Aniline as a TICT rotor to derive methine fluorogens for biomolecules: A curcuminoid-BF2 compound for lighting up HSA/BSA

The unique structure of fluorescent proteins in which the fluorophore is encapsulated by the protein shell to restrict rotation and emit light inspired the screening of chromophores that selectively bind to biomolecules to generate fluorescence. In this paper, we report a curcuminoid-BF 2 -like fluorescent dye N-BF 2 containing 4-dimethylaniline as an electron-donating group. When this dye is combined with HSA or BSA, the fluorescence is enhanced 90/112-fold, and the fluorescence quantum yield increases from <0.001 to 0.16/0.19. Such a large change in fluorescence enhancement is due to the encapsulation of N-BF 2 in the protein cavity by HSA/BSA, which inhibits the intramolecular rotation of the aniline moiety caused by charge transfer after the fluorophore is excited by light. N-BF 2 has fast and strong binding to HSA or BSA and was found to be reversible in solution and intracellularly. Since N-BF 2 also has the ability to target lipid droplets, the complex of N-BF 2 /HSA realizes the regulation of reversible lipid droplet staining in cells.
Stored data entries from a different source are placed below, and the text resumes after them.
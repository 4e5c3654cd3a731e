//! Prelude - 常用类型的便捷导入
//!
//! ```rust
//! use stacker_sdk::prelude::*;
//! ```

// 协议层
pub use stacker_protocol::{
    AutonomousCommand, CanArmCommand, ClawCommand, Command, ConveyorCommand, CubeCommand,
    DrivetrainCommand, FailureReason, FanCommand, LifterCommand, Message, Outcome, ReplyTo,
    Response, RobotMode, Subsystem,
};

// 硬件能力接口
pub use stacker_hal::{Actuator, Clock, HeadingSensor, LimitSensor, ModeSource, Side, SystemClock};

// 配置
pub use stacker_tools::RobotConfig;

// 驱动层
pub use stacker_driver::{
    CommandStation, DriverLoop, InputSource, Motor, OperatorInput, Robot, RobotBuilder,
    TeleopMapper,
};

// 自动脚本
pub use stacker_auto::{AutonomousRunner, Flow, Interpreter, PauseGate, RunReport, Termination};

// 错误类型
pub use stacker_auto::AutoError;
pub use stacker_driver::DriverError;
pub use stacker_tools::ConfigError;
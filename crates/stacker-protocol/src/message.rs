//! 消息与应答
//!
//! `Message` 由调用方构造，投递到目标 Worker 的 Mailbox 后被消费一次。
//! 需要应答的命令携带一个 [`ReplyTo`]，Worker 完成有界操作后通过它回送 [`Response`]。

use crate::ProtocolError;
use crate::command::{Command, Subsystem};
use crossbeam_channel::{Receiver, Sender, bounded};
use std::fmt;

/// 失败原因
#[derive(Debug, Clone, Copy, PartialEq, Eq)]
#[cfg_attr(feature = "serde", derive(serde::Serialize, serde::Deserialize))]
pub enum FailureReason {
    /// 有界操作超过了允许时间
    Timeout,
    /// 被后续命令（如 STOP）抢占
    Preempted,
    /// 模式切换中止了操作
    ModeChanged,
    /// 安全保护（过流/看门狗）中止了操作
    SafetyTrip,
    /// 当前状态下命令不可执行
    Rejected,
}

impl fmt::Display for FailureReason {
    fn fmt(&self, f: &mut fmt::Formatter<'_>) -> fmt::Result {
        let text = match self {
            FailureReason::Timeout => "timeout",
            FailureReason::Preempted => "preempted",
            FailureReason::ModeChanged => "mode changed",
            FailureReason::SafetyTrip => "safety trip",
            FailureReason::Rejected => "rejected",
        };
        f.write_str(text)
    }
}

/// 应答结果（RESPONSE_OK / RESPONSE_ERROR）
#[derive(Debug, Clone, Copy, PartialEq, Eq)]
#[cfg_attr(feature = "serde", derive(serde::Serialize, serde::Deserialize))]
pub enum Outcome {
    Ok,
    Error(FailureReason),
}

impl Outcome {
    pub fn is_ok(&self) -> bool {
        matches!(self, Outcome::Ok)
    }
}

/// 应答消息
#[derive(Debug, Clone, Copy, PartialEq, Eq)]
#[cfg_attr(feature = "serde", derive(serde::Serialize, serde::Deserialize))]
pub struct Response {
    /// 发出应答的子系统
    pub source: Subsystem,
    /// 结果
    pub outcome: Outcome,
}

impl Response {
    pub fn ok(source: Subsystem) -> Self {
        Self {
            source,
            outcome: Outcome::Ok,
        }
    }

    pub fn error(source: Subsystem, reason: FailureReason) -> Self {
        Self {
            source,
            outcome: Outcome::Error(reason),
        }
    }

    pub fn is_ok(&self) -> bool {
        self.outcome.is_ok()
    }
}

/// 应答目的地
///
/// 包装一个容量为 1 的发送端。`send` 按值消费自身，保证每条消息最多应答一次。
#[derive(Debug)]
pub struct ReplyTo {
    tx: Sender<Response>,
}

impl ReplyTo {
    /// 创建应答通道
    ///
    /// 返回 (应答目的地, 调用方持有的接收端)。
    pub fn channel() -> (ReplyTo, Receiver<Response>) {
        let (tx, rx) = bounded(1);
        (ReplyTo { tx }, rx)
    }

    /// 发送应答
    ///
    /// # 错误
    ///
    /// 调用方已经放弃等待（接收端被丢弃）时返回 [`ProtocolError::ReplyDropped`]。
    pub fn send(self, response: Response) -> Result<(), ProtocolError> {
        self.tx
            .try_send(response)
            .map_err(|_| ProtocolError::ReplyDropped)
    }
}

/// 总线消息
///
/// 构造后不可变：字段只读，只能通过 [`Message::into_parts`] 整体拆出。
#[derive(Debug)]
pub struct Message {
    command: Command,
    reply_to: Option<ReplyTo>,
}

impl Message {
    /// 创建不需要应答的消息
    pub fn new(command: impl Into<Command>) -> Self {
        Self {
            command: command.into(),
            reply_to: None,
        }
    }

    /// 创建需要应答的消息
    pub fn with_reply(command: impl Into<Command>, reply_to: ReplyTo) -> Self {
        Self {
            command: command.into(),
            reply_to: Some(reply_to),
        }
    }

    pub fn command(&self) -> &Command {
        &self.command
    }

    pub fn expects_reply(&self) -> bool {
        self.reply_to.is_some()
    }

    /// 拆分为命令与应答目的地
    pub fn into_parts(self) -> (Command, Option<ReplyTo>) {
        (self.command, self.reply_to)
    }
}
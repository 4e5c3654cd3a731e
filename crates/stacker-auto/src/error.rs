//! 错误类型定义

use stacker_driver::DriverError;
use stacker_protocol::{FailureReason, Subsystem};
use std::time::Duration;
use thiserror::Error;

/// 自动脚本错误
///
/// 除 [`AutoError::BadParameter`]（只由静态检查报告）外，
/// 解释器遇到的每一种错误都会终止脚本。
#[derive(Error, Debug)]
pub enum AutoError {
    #[error("Unknown token '{token}' in \"{statement}\"")]
    UnknownToken { token: String, statement: String },

    #[error("Missing parameter '{name}' for {keyword} in \"{statement}\"")]
    MissingParameter {
        keyword: &'static str,
        name: &'static str,
        statement: String,
    },

    #[error("Bad numeric parameter '{value}' for {keyword}, using 0")]
    BadParameter { keyword: &'static str, value: String },

    #[error("{keyword} failed: {subsystem} reported {reason}")]
    CommandFailed {
        keyword: &'static str,
        subsystem: Subsystem,
        reason: FailureReason,
    },

    #[error("{keyword}: no response within {timeout:?}")]
    ResponseTimeout {
        keyword: &'static str,
        timeout: Duration,
    },

    #[error("Script aborted")]
    Aborted,

    #[error("Interpreter already terminated")]
    Terminated,

    #[error("Mode block '{0}' not found")]
    BlockNotFound(String),

    #[error("IO error: {0}")]
    Io(#[from] std::io::Error),

    #[error("Driver error: {0}")]
    Driver(#[from] DriverError),
}

impl AutoError {
    /// 解析阶段错误（脚本写错，而不是执行失败）
    pub fn is_parse_error(&self) -> bool {
        matches!(
            self,
            AutoError::UnknownToken { .. } | AutoError::MissingParameter { .. }
        )
    }
}

#[cfg(test)]
mod tests {
    use super::*;

    #[test]
    fn test_error_display() {
        let err = AutoError::UnknownToken {
            token: "BOGUS".into(),
            statement: "BOGUS 1 2".into(),
        };
        assert_eq!(err.to_string(), "Unknown token 'BOGUS' in \"BOGUS 1 2\"");
        assert!(err.is_parse_error());

        let err = AutoError::CommandFailed {
            keyword: "TURN",
            subsystem: Subsystem::Drivetrain,
            reason: FailureReason::Timeout,
        };
        assert!(err.to_string().contains("timeout"));
        assert!(!err.is_parse_error());
    }

    #[test]
    fn test_driver_error_conversion() {
        let err: AutoError = DriverError::ChannelFull.into();
        assert!(matches!(err, AutoError::Driver(DriverError::ChannelFull)));
    }
}
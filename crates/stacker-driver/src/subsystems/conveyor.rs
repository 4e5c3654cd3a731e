//! 传送带（料箱托盘）
//!
//! 前后各一个光电：`Front` 靠近入口，`Back` 靠近夹爪。`is_tripped` 表示光束被料箱遮挡。
//!
//! 自动阶段的装载/寻找/移位命令是按节拍推进的小状态机，
//! 因此 `Stop` 或模式切换可以在下一拍内抢占它们：
//!
//! | 操作 | 输出 | 结束条件 | 应答 |
//! |------|------|----------|------|
//! | SeekToteFront | +load | Front 遮挡 | OK / 超时 ERROR |
//! | SeekToteBack | -load | Back 遮挡 | OK / 超时 ERROR |
//! | FrontLoadTote | +load | Back 遮挡 | OK / 超时 ERROR |
//! | BackLoadTote | -load | Front 遮挡 | OK / 超时 ERROR |
//! | ShiftTotesFwd | -shift | Back 畅通或 3s | 无 |
//! | ShiftTotesBck | +shift | Back 遮挡或 3s | 无 |
//! | PushTotesBck | +shift | 0.25s | 无 |
//! | DepositTotesBck | deposit | 前后都畅通 | OK / 超时 ERROR |
//!
//! `WaitFrontBeam` / `WaitBackBeam` 不占用传送带：只挂起应答，光电读到畅通的那一拍回送 OK。

use crate::output::Motor;
use crate::worker::{Controller, TickContext, respond};
use stacker_hal::{LimitSensor, Side, TelemetrySink};
use stacker_protocol::{ConveyorCommand, FailureReason, ReplyTo, Response, Subsystem};
use stacker_tools::ConveyorConfig;
use std::time::Duration;
use tracing::debug;

/// 传送带硬件
pub struct ConveyorHardware {
    pub motor: Motor,
    /// 读取 [`Side::Front`] / [`Side::Back`]
    pub sensors: Box<dyn LimitSensor>,
}

/// 当前操作类型
#[derive(Debug, Clone, Copy, PartialEq, Eq, Default)]
pub enum ConveyorOperation {
    #[default]
    Idle,
    /// 手动后送（带后挡逻辑）
    RunBack,
    /// 运行直到某个光电被遮挡（寻找/装载）
    Convey,
    Shift,
    Push,
    Deposit,
}

/// 传送带状态
#[derive(Debug, Clone, Copy, PartialEq, Default)]
pub struct ConveyorStatus {
    pub output: f64,
    pub front_clear: bool,
    pub back_clear: bool,
    pub back_stop_armed: bool,
    pub operation: ConveyorOperation,
    pub waiting_front: bool,
    pub waiting_back: bool,
}

enum Operation {
    Idle,
    RunBack,
    Convey {
        until: Side,
        speed: f64,
        timeout: f64,
        start: Duration,
        reply: Option<ReplyTo>,
    },
    Shift {
        speed: f64,
        /// Back 光电达到此状态时结束（true = 遮挡）
        until_back_tripped: bool,
        start: Duration,
    },
    Push {
        start: Duration,
    },
    Deposit {
        start: Duration,
        reply: Option<ReplyTo>,
    },
}

impl Operation {
    fn kind(&self) -> ConveyorOperation {
        match self {
            Operation::Idle => ConveyorOperation::Idle,
            Operation::RunBack => ConveyorOperation::RunBack,
            Operation::Convey { .. } => ConveyorOperation::Convey,
            Operation::Shift { .. } => ConveyorOperation::Shift,
            Operation::Push { .. } => ConveyorOperation::Push,
            Operation::Deposit { .. } => ConveyorOperation::Deposit,
        }
    }

    fn take_reply(&mut self) -> Option<ReplyTo> {
        match self {
            Operation::Convey { reply, .. } | Operation::Deposit { reply, .. } => reply.take(),
            _ => None,
        }
    }
}

/// 传送带控制器
pub struct Conveyor {
    motor: Motor,
    sensors: Box<dyn LimitSensor>,
    config: ConveyorConfig,
    operation: Operation,
    back_stop: bool,
    wait_front: Option<ReplyTo>,
    wait_back: Option<ReplyTo>,
}

impl Conveyor {
    pub fn new(hardware: ConveyorHardware, config: ConveyorConfig) -> Self {
        Self {
            motor: hardware.motor,
            sensors: hardware.sensors,
            config,
            operation: Operation::Idle,
            back_stop: false,
            wait_front: None,
            wait_back: None,
        }
    }

    fn tripped(&self, side: Side) -> bool {
        self.sensors.is_tripped(side)
    }

    fn finish(&mut self, response: Response) {
        let mut operation = std::mem::replace(&mut self.operation, Operation::Idle);
        if !matches!(operation, Operation::Idle) {
            debug!("conveyor: {:?} finished: {:?}", operation.kind(), response.outcome);
        }
        respond(operation.take_reply(), response);
    }

    fn cancel(&mut self, reason: FailureReason) {
        if !matches!(self.operation, Operation::Idle) {
            self.finish(Response::error(Subsystem::Conveyor, reason));
        }
    }

    fn begin(&mut self, operation: Operation) {
        self.cancel(FailureReason::Preempted);
        self.operation = operation;
    }

    fn cancel_waits(&mut self, reason: FailureReason) {
        let error = Response::error(Subsystem::Conveyor, reason);
        respond(self.wait_front.take(), error);
        respond(self.wait_back.take(), error);
    }

    /// 后送（后挡逻辑）
    ///
    /// Back 畅通：后送并武装后挡；Back 遮挡且后挡已武装：停住；否则继续后送。
    fn run_back(&mut self) {
        if !self.tripped(Side::Back) {
            self.motor.set(self.config.run_back_speed);
            self.back_stop = true;
        } else if self.back_stop {
            self.motor.stop();
        } else {
            self.motor.set(self.config.run_back_speed);
        }
    }

    fn convey(&mut self, until: Side, speed: f64, timeout: f64, reply: &mut Option<ReplyTo>, ctx: &TickContext) {
        self.begin(Operation::Convey {
            until,
            speed,
            timeout,
            start: ctx.now,
            reply: reply.take(),
        });
        self.motor.set(speed);
    }

    /// 光束等待：光电第一次读到畅通时应答
    fn resolve_waits(&mut self) {
        if self.wait_front.is_some() && !self.tripped(Side::Front) {
            respond(self.wait_front.take(), Response::ok(Subsystem::Conveyor));
        }
        if self.wait_back.is_some() && !self.tripped(Side::Back) {
            respond(self.wait_back.take(), Response::ok(Subsystem::Conveyor));
        }
    }

    fn step_operation(&mut self, ctx: &TickContext) {
        let ok = Response::ok(Subsystem::Conveyor);
        match self.operation {
            Operation::Idle => {},
            Operation::RunBack => self.run_back(),
            _ if !ctx.is_autonomous() => {
                self.motor.stop();
                self.finish(Response::error(Subsystem::Conveyor, FailureReason::ModeChanged));
            },
            Operation::Convey {
                until,
                speed,
                timeout,
                start,
                ..
            } => {
                if self.tripped(until) {
                    self.motor.stop();
                    self.finish(ok);
                } else if ctx.elapsed_since(start) > timeout {
                    self.motor.stop();
                    self.finish(Response::error(Subsystem::Conveyor, FailureReason::Timeout));
                } else {
                    self.motor.set(speed);
                }
            },
            Operation::Shift {
                speed,
                until_back_tripped,
                start,
            } => {
                if self.tripped(Side::Back) == until_back_tripped
                    || ctx.elapsed_since(start) >= self.config.shift_time_cap
                {
                    self.motor.stop();
                    self.finish(ok);
                } else {
                    self.motor.set(speed);
                }
            },
            Operation::Push { start } => {
                if ctx.elapsed_since(start) >= self.config.push_time {
                    self.motor.stop();
                    self.finish(ok);
                } else {
                    self.motor.set(self.config.shift_speed);
                }
            },
            Operation::Deposit { start, .. } => {
                if !self.tripped(Side::Front) && !self.tripped(Side::Back) {
                    self.motor.stop();
                    self.finish(ok);
                } else if ctx.elapsed_since(start) > self.config.deposit_timeout {
                    self.motor.stop();
                    self.finish(Response::error(Subsystem::Conveyor, FailureReason::Timeout));
                } else {
                    self.motor.set(self.config.deposit_speed);
                }
            },
        }
    }
}

impl Controller for Conveyor {
    type Command = ConveyorCommand;
    type Status = ConveyorStatus;
    const SUBSYSTEM: Subsystem = Subsystem::Conveyor;

    fn handle(&mut self, command: ConveyorCommand, reply: &mut Option<ReplyTo>, ctx: &TickContext) {
        let load = self.config.load_speed;
        let shift = self.config.shift_speed;
        match command {
            ConveyorCommand::RunFwd => {
                self.cancel(FailureReason::Preempted);
                self.motor.set(self.config.run_fwd_speed);
            },
            ConveyorCommand::RunBck => {
                self.begin(Operation::RunBack);
                self.run_back();
            },
            ConveyorCommand::SetBack => {
                self.cancel(FailureReason::Preempted);
                self.motor.set(self.config.run_back_speed);
            },
            ConveyorCommand::Stop => {
                self.cancel(FailureReason::Preempted);
                self.motor.stop();
                self.back_stop = false;
            },
            ConveyorCommand::SeekToteFront { timeout } => {
                self.convey(Side::Front, load, timeout, reply, ctx)
            },
            ConveyorCommand::SeekToteBack { timeout } => {
                self.convey(Side::Back, -load, timeout, reply, ctx)
            },
            ConveyorCommand::FrontLoadTote { timeout } => {
                self.convey(Side::Back, load, timeout, reply, ctx)
            },
            ConveyorCommand::BackLoadTote { timeout } => {
                self.convey(Side::Front, -load, timeout, reply, ctx)
            },
            ConveyorCommand::ShiftTotesFwd => self.begin(Operation::Shift {
                speed: -shift,
                until_back_tripped: false,
                start: ctx.now,
            }),
            ConveyorCommand::ShiftTotesBck => self.begin(Operation::Shift {
                speed: shift,
                until_back_tripped: true,
                start: ctx.now,
            }),
            ConveyorCommand::PushTotesBck => self.begin(Operation::Push { start: ctx.now }),
            ConveyorCommand::DepositTotesBck => self.begin(Operation::Deposit {
                start: ctx.now,
                reply: reply.take(),
            }),
            // 同一光电的新等待替换旧等待
            ConveyorCommand::WaitFrontBeam => {
                let previous = std::mem::replace(&mut self.wait_front, reply.take());
                respond(previous, Response::error(Subsystem::Conveyor, FailureReason::Preempted));
            },
            ConveyorCommand::WaitBackBeam => {
                let previous = std::mem::replace(&mut self.wait_back, reply.take());
                respond(previous, Response::error(Subsystem::Conveyor, FailureReason::Preempted));
            },
        }
        self.resolve_waits();
    }

    fn on_mode_change(&mut self, _ctx: &TickContext) {
        self.cancel(FailureReason::ModeChanged);
        self.cancel_waits(FailureReason::ModeChanged);
        self.back_stop = false;
        self.motor.stop();
    }

    fn tick(&mut self, ctx: &TickContext) {
        self.step_operation(ctx);
        self.resolve_waits();
    }

    fn is_active(&self) -> bool {
        !matches!(self.operation, Operation::Idle)
            || self.wait_front.is_some()
            || self.wait_back.is_some()
    }

    fn fail_safe(&mut self, _ctx: &TickContext) {
        self.cancel(FailureReason::SafetyTrip);
        self.cancel_waits(FailureReason::SafetyTrip);
        self.back_stop = false;
        self.motor.stop();
    }

    fn status(&self) -> ConveyorStatus {
        ConveyorStatus {
            output: self.motor.output(),
            front_clear: !self.tripped(Side::Front),
            back_clear: !self.tripped(Side::Back),
            back_stop_armed: self.back_stop,
            operation: self.operation.kind(),
            waiting_front: self.wait_front.is_some(),
            waiting_back: self.wait_back.is_some(),
        }
    }

    fn publish(&self, sink: &dyn TelemetrySink) {
        sink.publish("Front Beam Clear", (!self.tripped(Side::Front)).into());
        sink.publish("Back Beam Clear", (!self.tripped(Side::Back)).into());
        sink.publish("Back Stop Enabled", self.back_stop.into());
    }
}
N-BF 2 has fast and strong binding to HSA or BSA, accompanied by the activation of fluorescence (90/112-fold fluorescence enhancement). This intermolecular binding was found to be rapid and reversible in solution and intracellularly. Since N-BF 2 also has lipid droplet-targeted staining ability, the complex of N-BF 2 /HSA achieved reversible intracellular staining of lipid droplets.